Also, it seems from the paper from @davecarlson, the magnitude of effect is low (10% to 2%), even if the p-value is low.

Sure, when there’s positive selection for maintenance of divergent alleles. But do most alleles in most genes within a population diverge enough for coevolution to have much significance? Perhaps if there is a single, widely spearated residues in the protein that interact.

No, I don’t think that is how it works. This dynamic doesn’t require balancing selection, just co-evolution between exons. It doesn’t even have to be common to produce the low magnitude effect.

The question though is how to test this. Perhaps some study out there already has tested it.

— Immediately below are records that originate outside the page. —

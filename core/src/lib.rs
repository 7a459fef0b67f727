//! Interactive SSH client library.
//!
//! A [`Client`] connects to a remote host — directly, through a SOCKS/HTTP
//! proxy, over a chain of jump hosts, or via an external proxy command —
//! authenticates, and drives an interactive shell whose output is rendered
//! into an in-memory [`TerminalScreen`]. Side streams multiplex over the
//! same transport: local TCP forwards, local SOCKS5 listeners, and X11
//! forwarding back to the local display.

pub mod auth;
pub mod client;
pub mod config;
pub mod errors;
pub mod forward;
pub mod screen;
pub mod session;
pub mod transport;

pub use auth::{AskPassword, InteractiveHandler, Prompt};
pub use client::{Client, ConnectOptions};
pub use config::{
    ClientConfig, JumpAuth, JumpHost, KnownHostsPolicy, ProxyConfig, ProxyType, PtySize,
    SocksListener, TunnelConfig,
};
pub use errors::{ClientError, Result};
pub use forward::{PortForwarder, SocksProxy, TunnelStats, X11Forwarder};
pub use screen::{Cell, Color, TerminalScreen};
pub use session::{CommandResults, OnRecv, Session, SessionState, ShellOptions};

I think the easiest way to test for this would be to compare the results of SNP-based measurements of recombination hotspots (where some selection has presumably occurred) with results from a non-population genetics approach that minimizes the opportunity for selection to occur.

For example, Brick et al. 2012 used CHIP-seq on a variety of mouse crosses from different genetic backgrounds (including homozygous PRDM9 knockouts) to directly identify double-stranded breaks. I would expect that this set up minimizes the effects of prior selection (with the obvious exception that completely nonviable games are not seen) compared to SNP-based methods.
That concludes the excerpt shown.